I tak w „Tajnym agencie” Conrad analizuje zagrożenie anarchizmem na początku XX wieku w Europie. Tytułowy tajny agent? Adolf Verloc to de facto potrójny agent (działacz ruchu anarchistycznego‚ szpieg rosyjskiej ambasady i informator angielskiej policji). Jako „agent provocateur” organizuje (nie z własnej woli) nieudany zamach na Obserwatorium Greenwich‚ przyczyniając się do śmierci pasierba‚ a by uniknąć winy, zgadza się zostać‚ jak byśmy to dziś określili‚ świadkiem koronnym: dla złagodzenia wyroku postanawia świadczyć przeciw współtowarzyszom. Inni anarchiści sportretowani są nie mniej negatywnie: cyniczny eksstudent medycyny‚ Ossipon uwodzący młode służące dla wyłudzenia od nich pieniędzy‚ „weteran dynamitowych bojów” Karl Yundt‚ który w rzeczywistości „nie podniósł bodaj małego palca przeciwko gmachowi społecznemu”. Karykaturalnie zarysowana jest również postać Profesora – terrorysty „par excellence”; człowieka marzącego „o świecie podobnym do rzeźni‚ gdzie słabi byliby ujęci w karby i przeznaczeni do całkowitej zagłady”. Jego idée fixe to skonstruowanie idealnego detonatora – zapalnika‚ który „dostosowywałby się do wszelkich warunków akcji”.

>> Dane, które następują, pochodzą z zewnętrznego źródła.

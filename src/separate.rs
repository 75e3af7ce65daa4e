//! Sideband separation of a science measurement using an estimated
//! `GainCorrection`.
//!
//! A science measurement is the combined DSB observation of one cycle: a
//! small set of spectra taken at the cycle's phase-switch states. Per
//! channel the measurements obey
//!
//! ```text
//! d(φ_j) = c·e^{+iφ_j}·U + b·e^{−iφ_j}·L
//! ```
//!
//! and the separator solves for (U, L) with the calibrated (c, b). Spectra
//! sharing a state are combined by the least-squares solve itself; with
//! exactly two distinct states the solve is direct 2×2 inversion. Channels
//! are independent and processed in input order.

use num_complex::Complex;
use rayon::prelude::*;

use crate::dsbs::{
    degenerate_value, DsbsError, GainCorrection, ObservationSet, SeparatedSpectrumPair, C64,
};
use crate::utils::{gram_conditioning, wrap_phase, PARALLEL_CHANNEL_THRESHOLD};

struct ChannelSeparation {
    usb: C64,
    lsb: C64,
    usb_variance: f64,
    lsb_variance: f64,
    degenerate: bool,
}

impl ChannelSeparation {
    fn degenerate() -> Self {
        Self {
            usb: degenerate_value(),
            lsb: degenerate_value(),
            usb_variance: f64::INFINITY,
            lsb_variance: f64::INFINITY,
            degenerate: true,
        }
    }
}

/// Separate a combined science measurement into its USB and LSB components.
///
/// Fails with `ChannelMismatch` when the science spectra and the correction
/// disagree in channel count, with `InsufficientStates` for fewer than two
/// science spectra, and with `AllChannelsDegenerate` when no channel yields
/// a usable result. Individual degenerate channels propagate the NaN
/// sentinel with infinite variance; no default gain is ever substituted.
pub fn separate_sidebands(
    science: &ObservationSet,
    correction: &GainCorrection,
) -> Result<SeparatedSpectrumPair, DsbsError> {
    if science.len() < 2 {
        return Err(DsbsError::InsufficientStates(science.len()));
    }
    let channels = science.channels()?;
    if channels != correction.channels() {
        return Err(DsbsError::ChannelMismatch {
            expected: correction.channels(),
            actual: channels,
        });
    }

    let phases: Vec<f64> = science
        .spectra
        .iter()
        .map(|spectrum| wrap_phase(spectrum.phase_state))
        .collect();

    let solved: Vec<ChannelSeparation> = if channels >= PARALLEL_CHANNEL_THRESHOLD {
        (0..channels)
            .into_par_iter()
            .map(|chan| separate_channel(science, &phases, correction, chan))
            .collect()
    } else {
        (0..channels)
            .map(|chan| separate_channel(science, &phases, correction, chan))
            .collect()
    };

    let mut pair = SeparatedSpectrumPair {
        usb: Vec::with_capacity(channels),
        lsb: Vec::with_capacity(channels),
        usb_variance: Vec::with_capacity(channels),
        lsb_variance: Vec::with_capacity(channels),
        degenerate: Vec::with_capacity(channels),
    };
    let mut degenerate = 0usize;
    for chan in solved {
        if chan.degenerate {
            degenerate += 1;
        }
        pair.usb.push(chan.usb);
        pair.lsb.push(chan.lsb);
        pair.usb_variance.push(chan.usb_variance);
        pair.lsb_variance.push(chan.lsb_variance);
        pair.degenerate.push(chan.degenerate);
    }

    if degenerate == channels {
        return Err(DsbsError::AllChannelsDegenerate(channels));
    }
    if degenerate > 0 {
        log::warn!("separation left {degenerate} of {channels} channels degenerate");
    }
    Ok(pair)
}

/// Solve one channel and propagate the measurement variance through the
/// pseudo-inverse rows (output variance is input variance scaled by the
/// squared magnitudes of the inverse-mapping coefficients).
fn separate_channel(
    science: &ObservationSet,
    phases: &[f64],
    correction: &GainCorrection,
    chan: usize,
) -> ChannelSeparation {
    if correction.is_degenerate(chan) {
        return ChannelSeparation::degenerate();
    }
    let c = correction.usb_path[chan];
    let b = correction.lsb_path[chan];

    // Normal equations BᴴB·x = Bᴴd with rows B_j = [c·e^{+iφ_j}, b·e^{−iφ_j}].
    let zero = Complex::new(0.0, 0.0);
    let mut count = 0.0f64;
    let mut t = zero; // Σ e^{+2iφ} over finite measurements
    let mut r1 = zero;
    let mut r2 = zero;
    for (spectrum, &phi) in science.spectra.iter().zip(phases) {
        let d = spectrum.values[chan];
        if !d.is_finite() {
            continue;
        }
        let w = Complex::from_polar(1.0, phi);
        count += 1.0;
        t += w * w;
        r1 += (c * w).conj() * d;
        r2 += (b * w.conj()).conj() * d;
    }
    if count < 2.0 {
        return ChannelSeparation::degenerate();
    }

    let norm1 = c.norm_sqr() * count;
    let norm2 = b.norm_sqr() * count;
    let m = c.conj() * b * t.conj(); // (BᴴB)₁₂
    if gram_conditioning(norm1, norm2, m) < correction.degeneracy_threshold {
        return ChannelSeparation::degenerate();
    }

    // Explicit inverse of the 2×2 Gram matrix, reused for the variance sweep.
    let det = norm1 * norm2 - m.norm_sqr();
    let inv11 = norm2 / det;
    let inv12 = -m / det;
    let inv21 = -m.conj() / det;
    let inv22 = norm1 / det;

    let usb = r1 * inv11 + inv12 * r2;
    let lsb = inv21 * r1 + r2 * inv22;

    let mut usb_variance = 0.0;
    let mut lsb_variance = 0.0;
    for (spectrum, &phi) in science.spectra.iter().zip(phases) {
        let d = spectrum.values[chan];
        if !d.is_finite() {
            continue;
        }
        let sigma2 = spectrum
            .variance
            .as_ref()
            .map(|variance| variance[chan])
            .unwrap_or(0.0);
        if sigma2 == 0.0 {
            continue;
        }
        let w = Complex::from_polar(1.0, phi);
        let col1 = (c * w).conj();
        let col2 = (b * w.conj()).conj();
        let p1 = inv11 * col1 + inv12 * col2;
        let p2 = inv21 * col1 + inv22 * col2;
        usb_variance += p1.norm_sqr() * sigma2;
        lsb_variance += p2.norm_sqr() * sigma2;
    }

    ChannelSeparation {
        usb,
        lsb,
        usb_variance,
        lsb_variance,
        degenerate: false,
    }
}
//! Digital sideband separation for DRS4-class 2SB receivers.
//!
//! A dual-sideband (DSB) measurement combines the upper and lower sideband
//! through the two IF signal paths of the receiver. Per frequency channel,
//! an observation taken at phase-switch state φ measures
//!
//! ```text
//! d(φ) = c·e^{+iφ}·U + b·e^{−iφ}·L
//! ```
//!
//! where `U`/`L` are the true USB/LSB components and `c`/`b` are the
//! frequency-dependent complex gains of the two sideband responses
//! (ideal: both 1). [`estimate_gain`] fits `(c, b)` per channel from a
//! calibration cycle observing a balanced reference source;
//! [`separate_sidebands`] inverts the mapping for a science measurement and
//! propagates its noise variance. Channels whose calibration geometry is
//! too close to singular carry a NaN sentinel instead of an unstable value,
//! so one bad channel never invalidates the spectrum.
//!
//! ```rust
//! use num_complex::Complex;
//! use drs4_dsbs::{estimate_gain, separate_sidebands, ObservationSet, Spectrum};
//!
//! let states = [0.0_f64, std::f64::consts::FRAC_PI_2];
//! let gain = Complex::new(1.05, 0.1); // LSB-path gain error
//!
//! // Calibration: balanced reference observed at both switch states.
//! let cal = ObservationSet::new(
//!     states
//!         .iter()
//!         .map(|&phi| {
//!             let w = Complex::from_polar(1.0, phi);
//!             Spectrum::new(vec![w + gain * w.conj(); 8], phi)
//!         })
//!         .collect(),
//! );
//! let correction = estimate_gain(&cal, 1e-4).unwrap();
//!
//! // Science: a CW tone in the USB of channel 3, nothing in the LSB.
//! let science = ObservationSet::new(
//!     states
//!         .iter()
//!         .map(|&phi| {
//!             let w = Complex::from_polar(1.0, phi);
//!             let values = (0..8)
//!                 .map(|k| if k == 3 { w } else { Complex::new(0.0, 0.0) })
//!                 .collect();
//!             Spectrum::new(values, phi)
//!         })
//!         .collect(),
//! );
//! let pair = separate_sidebands(&science, &correction).unwrap();
//! assert!((pair.usb[3] - Complex::new(1.0, 0.0)).norm() < 1e-10);
//! assert!(pair.lsb[3].norm() < 1e-10);
//! ```

pub mod dsbs;
pub mod gain;
pub mod separate;
pub mod utils;

pub use dsbs::{
    C64, DsbsError, GainCorrection, ObservationSet, SeparatedSpectrumPair, Spectrum,
};
pub use gain::{estimate_gain, DEFAULT_DEGENERACY_THRESHOLD};
pub use separate::separate_sidebands;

Ale jak to u Conrada bywa, nie tylko ta wywrotowa część społeczeństwa jest pod ostrzałem. Z dużą dozą kompromitującej satyry przedstawiono bowiem także tzw. establishment: minister spraw wewnętrznych sir Ethelred‚ zainteresowany wyłącznie partykularnymi potyczkami ze swoim parlamentarnym przeciwnikiem Cheesemanem‚ a w przypadku innych spraw pragnie jedynie „w szczegóły nie wchodzić”; ambasador Rosji‚ pan Władymir‚ intrygant‚ cynicznie planujący zamach na „pierwszy południk”; nawet policjant‚ nadinspektor Heat prowadzi podwójną grę wobec swojego zwierzchnika i zależnych od siebie informatorów. W obu naświetlonych środowiskach – anarchistów i reprezentantów oficjalnej władzy – występuje ten sam problem traktowania innych ludzi jako narzędzi w realizacji własnych celów.
W „Tajnym agencie” Conrad zauważa również powstające zagrożenie cywilizacyjne, jakim mogą się stać megametropolie – opisuje Londyn jako miasto „pożeracz światłości świata”‚ w którym rozgrywane są interesy polityczne wielkich mocarstw‚ a klasy średnie zainteresowane są jedynie utrzymaniem istniejącego status quo. Natomiast sytuacja najuboższych nie jest zmartwieniem ani anarchistów‚ ani klas rządzących‚ a zostaje zauważona jedynie przez nadwrażliwego chłopaka-idiotę. Myślą wiodącą określającą postawę wielu bohaterów tej powieści może być przekonanie żony szpiega Winnie, że „lepiej nie wnikać zbytnio w istotę rzeczy”. I faktycznie‚ dla wielu z nich bezpieczniej byłoby pozostać na powierzchni.